I suspect that for students with a passion to become a smarter, better, more competent person, Castleton has a resonance that it may lack for other students.

 When I first came to Castleton, the sheer size of it was the first thing I noticed and remembered. Later on, I hear Castleton described affectionately as ‘the small university with a big heart’.

 You must be kidding!

 I am a transfer student. My first taste of college was a dip in the water. There were only 580 meters between the westernmost edge of the school grounds and the turn in the road that led to the school. The distance from the Casella Theatre to Ellis Hall would cover the entirety of my former school from north to south.  

 Previously, I was in a school as small and remote as an island in the South Seas; cloistered away in a valley. There were perhaps two hundred other students on campus. When disease swept through the campus, it was even emptier; looking like the aftermath of nuclear war. And there was no school newspaper, no Rotaract, no Environmental Action Club, no Peer Advocates for CHANGE.

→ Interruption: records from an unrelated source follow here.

//! Command-line surface of the harness.

use std::io::{self, Write};
use std::sync::Arc;

use clap::{Parser, Subcommand};
use tracing::info;

use crate::config::Dependencies;
use crate::HarvestError;
use harvest_pipeline::{CollectorRegistry, Orchestrator, OrchestratorConfig};
use harvest_repository::IndexStore;

#[derive(Parser, Debug)]
#[command(name = "harvest")]
#[command(about = "Push records from registered collectors into OpenSearch", long_about = None)]
pub struct Cli {
    #[command(subcommand)]
    pub command: Command,

    /// OpenSearch URL, overrides HARVEST_OPENSEARCH_URL
    #[arg(long, global = true)]
    pub opensearch_url: Option<String>,
}

#[derive(Subcommand, Debug, Clone, PartialEq, Eq)]
pub enum Command {
    /// List registered collectors
    List,
    /// Push collectors selected by namespace or qualified name
    Push {
        /// Namespaces or qualified names; none lists the collectors
        selectors: Vec<String>,

        /// Walk the records without writing anything
        #[arg(long)]
        dry_run: bool,

        /// Do not log progress
        #[arg(long)]
        no_progress: bool,
    },
    /// Check that OpenSearch is reachable and healthy
    Health,
}

/// Run the parsed command line against `registry`, writing to stdout.
///
/// Listing never builds a store client.
pub async fn run(cli: Cli, registry: CollectorRegistry) -> Result<(), HarvestError> {
    let mut stdout = io::stdout();

    match cli.command {
        Command::List => list(&registry, &mut stdout),
        Command::Push { ref selectors, .. } if selectors.is_empty() => {
            list(&registry, &mut stdout)
        }
        Command::Health => {
            let deps = Dependencies::new(cli.opensearch_url.as_deref())?;
            deps.verify().await?;
            writeln!(stdout, "OpenSearch is healthy")?;
            Ok(())
        }
        ref command => {
            let deps = Dependencies::new(cli.opensearch_url.as_deref())?;
            execute(command, registry, deps.store, &mut stdout).await
        }
    }
}

/// Run a command that needs no cluster health check against `store`.
pub async fn execute(
    command: &Command,
    registry: CollectorRegistry,
    store: Arc<dyn IndexStore>,
    out: &mut dyn Write,
) -> Result<(), HarvestError> {
    match command {
        Command::List => list(&registry, out),
        Command::Push {
            selectors,
            dry_run,
            no_progress,
        } => {
            if selectors.is_empty() {
                return list(&registry, out);
            }
            let config = OrchestratorConfig {
                dry_run: *dry_run,
                progress: !*no_progress,
            };
            push(Orchestrator::with_config(registry, store, config), selectors, out).await
        }
        Command::Health => Err(HarvestError::config(
            "health check needs an OpenSearch client",
        )),
    }
}

fn list(registry: &CollectorRegistry, out: &mut dyn Write) -> Result<(), HarvestError> {
    for entry in registry.list() {
        writeln!(out, "{}", entry.qualified_name())?;
    }
    Ok(())
}

async fn push(
    orchestrator: Orchestrator,
    selectors: &[String],
    out: &mut dyn Write,
) -> Result<(), HarvestError> {
    let matched = orchestrator.matched(selectors)?;
    writeln!(out, "Matched {} collectors", matched.len())?;

    let mut write_error = None;
    let report = orchestrator
        .run_with(selectors, |collector| {
            if write_error.is_none() {
                write_error =
                    writeln!(out, "{} pushed {} records", collector.name, collector.pushed()).err();
            }
        })
        .await?;
    if let Some(e) = write_error {
        return Err(e.into());
    }

    report.into_result()?;
    info!("All collectors pushed");
    Ok(())
}
//! # Harvest Shared
//!
//! Shared types used across the harvest crates: the records collectors
//! produce, and the per-item outcomes the store reports back for them.

mod outcome;
mod record;

pub use outcome::{BulkItemResponse, ItemOutcome, PushSummary};
pub use record::{OpType, Record, RecordError, ID_FIELD, INDEX_FIELD, OP_TYPE_FIELD, TYPE_FIELD};
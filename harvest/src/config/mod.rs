//! Configuration and dependency wiring.

pub mod dependencies;

pub use dependencies::Dependencies;
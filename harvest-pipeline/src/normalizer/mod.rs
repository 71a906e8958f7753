//! Record normalization.
//!
//! Stamps every record with its destination index and a document type
//! before it is written. Records already carrying either keep their value.

use futures::{Stream, TryStreamExt};

use crate::errors::CollectorError;
use harvest_shared::Record;

/// Document type given to records that do not carry one.
pub const DEFAULT_DOC_TYPE: &str = "status";

/// Fill in the destination index and document type of a single record.
pub fn stamp(mut record: Record, index_name: &str) -> Record {
    if record.doc_type.is_none() {
        record.doc_type = Some(DEFAULT_DOC_TYPE.to_string());
    }
    if record.index.is_none() {
        record.index = Some(index_name.to_string());
    }
    record
}

/// Stamp every record of a stream.
///
/// Order is preserved and the stream stays lazy: each record is stamped as it
/// is pulled, nothing is read ahead. Producer errors pass through untouched.
pub fn normalize<'a, S>(
    records: S,
    index_name: String,
) -> impl Stream<Item = Result<Record, CollectorError>> + Send + 'a
where
    S: Stream<Item = Result<Record, CollectorError>> + Send + 'a,
{
    records.map_ok(move |record| stamp(record, &index_name))
}
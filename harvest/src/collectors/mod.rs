//! Collectors bundled with the harness.

mod heartbeat;

pub use heartbeat::Heartbeat;

use harvest_pipeline::register_collector;

/// Namespace of the bundled collectors.
pub const NAMESPACE: &str = "harvest";

/// Register the bundled collectors in the process-wide registry.
pub fn register_builtin() {
    register_collector(NAMESPACE, "Heartbeat", Heartbeat::new);
}
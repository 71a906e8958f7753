//! Bulk request encoding and response decoding.
//!
//! A bulk body is newline-delimited JSON: one action line per record,
//! followed by the record's source line unless the operation is a delete.

use serde_json::{Map, Value};

use crate::errors::StoreError;
use harvest_shared::{BulkItemResponse, Record, ID_FIELD, INDEX_FIELD, TYPE_FIELD};

/// Build the action line for a record, e.g. `{"index": {"_index": "logs", "_id": "1"}}`.
pub(crate) fn action_line(record: &Record, document_types: bool) -> Value {
    let mut meta = Map::new();
    if let Some(ref index) = record.index {
        meta.insert(INDEX_FIELD.to_string(), Value::String(index.clone()));
    }
    if document_types {
        if let Some(ref doc_type) = record.doc_type {
            meta.insert(TYPE_FIELD.to_string(), Value::String(doc_type.clone()));
        }
    }
    if let Some(ref id) = record.id {
        meta.insert(ID_FIELD.to_string(), Value::String(id.clone()));
    }

    let mut action = Map::new();
    action.insert(record.op.to_string(), Value::Object(meta));
    Value::Object(action)
}

/// Expand records into the lines of a bulk body.
pub(crate) fn encode(records: &[Record], document_types: bool) -> Vec<Value> {
    let mut lines = Vec::with_capacity(records.len() * 2);
    for record in records {
        lines.push(action_line(record, document_types));
        if record.op.has_source() {
            lines.push(Value::Object(record.source.clone()));
        }
    }
    lines
}

/// Decode a bulk response into one acknowledgement per submitted record.
pub(crate) fn decode(payload: Value, expected: usize) -> Result<Vec<BulkItemResponse>, StoreError> {
    let items = match payload {
        Value::Object(mut map) => match map.remove("items") {
            Some(Value::Array(items)) => items,
            _ => return Err(StoreError::parse("Bulk response has no items array")),
        },
        _ => return Err(StoreError::parse("Bulk response is not an object")),
    };

    if items.len() != expected {
        return Err(StoreError::parse(format!(
            "Bulk response carried {} items for {} records",
            items.len(),
            expected
        )));
    }

    items
        .into_iter()
        .map(|item| {
            let rendered = item.to_string();
            BulkItemResponse::from_value(item)
                .ok_or_else(|| StoreError::parse(format!("Unrecognised bulk item: {}", rendered)))
        })
        .collect()
}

 Castleton is a huge step up, and from the step, my legs are getting good exercise even as they ache. Everything is bigger; everything is more difficult; everything is scripted on a vaster scale. There are more clubs, more sports, more organizations, harder material, larger geographical space, more frequent homework, higher stakes and more opportunities.

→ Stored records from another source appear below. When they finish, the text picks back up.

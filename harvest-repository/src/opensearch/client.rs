//! OpenSearch client implementation.
//!
//! This module provides the concrete implementation of `IndexStore`
//! using the OpenSearch Rust client.

use async_trait::async_trait;
use opensearch::{
    cert::CertificateValidation,
    cluster::ClusterHealthParts,
    http::request::JsonBody,
    http::response::Response,
    http::transport::{SingleNodeConnectionPool, TransportBuilder},
    indices::{IndicesCreateParts, IndicesDeleteAliasParts, IndicesPutAliasParts},
    BulkParts, OpenSearch,
};
use serde_json::Value;
use tracing::{debug, error, info, instrument, warn};
use url::Url;

use crate::config::ClientConfig;
use crate::errors::StoreError;
use crate::interfaces::IndexStore;
use crate::opensearch::bulk;
use harvest_shared::{BulkItemResponse, Record};

/// Index pattern that addresses every index when removing an alias.
const ALL_INDICES: &str = "_all";

/// OpenSearch store implementation.
///
/// # Example
///
/// ```ignore
/// use harvest_repository::{ClientConfig, IndexStore, OpenSearchStore};
///
/// let store = OpenSearchStore::new(ClientConfig::new("http://localhost:9200"))?;
/// store.create_index("metrics-2024-01").await?;
/// ```
pub struct OpenSearchStore {
    client: OpenSearch,
    config: ClientConfig,
}

impl OpenSearchStore {
    /// Create a new store client from the given configuration.
    ///
    /// No request is sent; the connection is established lazily.
    ///
    /// # Returns
    ///
    /// * `Ok(OpenSearchStore)` - A new client instance
    /// * `Err(StoreError)` - If the endpoint is invalid or the transport cannot be built
    pub fn new(config: ClientConfig) -> Result<Self, StoreError> {
        let parsed_url = Url::parse(&config.endpoint).map_err(|e| {
            StoreError::invalid_config(format!("Invalid endpoint {}: {}", config.endpoint, e))
        })?;

        let conn_pool = SingleNodeConnectionPool::new(parsed_url);
        let mut builder = TransportBuilder::new(conn_pool)
            .disable_proxy()
            .timeout(config.request_timeout);
        if !config.verify_certificates {
            warn!(endpoint = %config.endpoint, "Certificate verification disabled");
            builder = builder.cert_validation(CertificateValidation::None);
        }
        let transport = builder
            .build()
            .map_err(|e| StoreError::connection(e.to_string()))?;

        let client = OpenSearch::new(transport);

        info!(
            endpoint = %config.endpoint,
            timeout_secs = config.request_timeout.as_secs(),
            "Created OpenSearch client"
        );

        Ok(Self { client, config })
    }

    /// Configuration this client was built from.
    pub fn config(&self) -> &ClientConfig {
        &self.config
    }

    /// Check if the cluster is reachable and not in `red` state.
    pub async fn health_check(&self) -> Result<bool, StoreError> {
        let response = self
            .client
            .cluster()
            .health(ClusterHealthParts::None)
            .send()
            .await
            .map_err(|e| StoreError::connection(e.to_string()))?;

        if !response.status_code().is_success() {
            return Ok(false);
        }

        let body: Value = response
            .json()
            .await
            .map_err(|e| StoreError::parse(e.to_string()))?;
        let status = body.get("status").and_then(Value::as_str).unwrap_or("red");

        debug!(status = %status, "Cluster health");
        Ok(status != "red")
    }

    /// Turn a non-success response into the matching error.
    async fn failure(response: Response, subject: &str) -> StoreError {
        let status = response.status_code().as_u16();
        let body = response.text().await.unwrap_or_default();
        classify_failure(status, body, subject)
    }
}

/// Map a failed response onto the error taxonomy callers match on.
fn classify_failure(status: u16, body: String, subject: &str) -> StoreError {
    match status {
        404 => StoreError::not_found(subject),
        400 if body.contains("resource_already_exists_exception") => {
            StoreError::index_already_exists(subject)
        }
        _ => StoreError::api(status, body),
    }
}

#[async_trait]
impl IndexStore for OpenSearchStore {
    #[instrument(skip(self))]
    async fn create_index(&self, index: &str) -> Result<(), StoreError> {
        let response = self
            .client
            .indices()
            .create(IndicesCreateParts::Index(index))
            .send()
            .await
            .map_err(|e| StoreError::connection(e.to_string()))?;

        if !response.status_code().is_success() {
            return Err(Self::failure(response, index).await);
        }

        info!(index = %index, "Index created");
        Ok(())
    }

    #[instrument(skip(self))]
    async fn delete_alias(&self, alias: &str) -> Result<(), StoreError> {
        let response = self
            .client
            .indices()
            .delete_alias(IndicesDeleteAliasParts::IndexName(&[ALL_INDICES], &[alias]))
            .send()
            .await
            .map_err(|e| StoreError::connection(e.to_string()))?;

        if !response.status_code().is_success() {
            return Err(Self::failure(response, alias).await);
        }

        debug!(alias = %alias, "Alias removed");
        Ok(())
    }

    #[instrument(skip(self))]
    async fn put_alias(&self, index: &str, alias: &str) -> Result<(), StoreError> {
        let response = self
            .client
            .indices()
            .put_alias(IndicesPutAliasParts::IndexName(&[index], alias))
            .send()
            .await
            .map_err(|e| StoreError::connection(e.to_string()))?;

        if !response.status_code().is_success() {
            return Err(Self::failure(response, index).await);
        }

        info!(index = %index, alias = %alias, "Alias bound");
        Ok(())
    }

    #[instrument(skip(self, records), fields(record_count = records.len()))]
    async fn bulk(&self, records: &[Record]) -> Result<Vec<BulkItemResponse>, StoreError> {
        if records.is_empty() {
            return Ok(Vec::new());
        }

        let body: Vec<JsonBody<Value>> = bulk::encode(records, self.config.document_types)
            .into_iter()
            .map(Into::into)
            .collect();

        let response = self
            .client
            .bulk(BulkParts::None)
            .body(body)
            .send()
            .await
            .map_err(|e| StoreError::connection(e.to_string()))?;

        let status = response.status_code();
        if !status.is_success() {
            let error_body = response.text().await.unwrap_or_default();
            error!(status = %status, body = %error_body, "Bulk request failed");
            return Err(StoreError::api(status.as_u16(), error_body));
        }

        let payload: Value = response
            .json()
            .await
            .map_err(|e| StoreError::parse(e.to_string()))?;

        let items = bulk::decode(payload, records.len())?;
        debug!(count = items.len(), "Bulk request acknowledged");
        Ok(items)
    }
}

 In my former school, we lived under a gray sky always groaning with rain or snow; winter began early and ended late. In my previous school, there was a kind of sleepy inactivity. Not here. I am out of the darkness. I am in the bursting sun! I swelter with fever and mop my brow in the autumn winds.  

  Someone once said that the most difficult thing about writing is sitting down at the typewriter and writing. I think the most difficult thing about being a university student is each day there. Each day in university includes personal hygiene, finance, food and a variety of interpersonal experiences.

 The pace of Castleton is deep and difficult, but it is also brisk and wild. Castleton is a beast, and in the first few weeks you learn how to tame it, and might get some pleasure in doing so. You must learn every nook and cranny, every diverse vein in its totality.

 If you approach an obstacle, you have to train your mind to recognize it immediately, whirl around, dash around, find another way through, change plans at the last minute, remembering to focus on the things that you can change, and ignoring everything that you can’t, and thus empower yourself.

 In the midst of this bewilderment, you can’t shake off the feeling that you are accomplishing something; and so you enter your dorm with a cracked shoulder blade and a bleary smile; you throw your hands in the air. You’ve won, and you’ve won the right battle.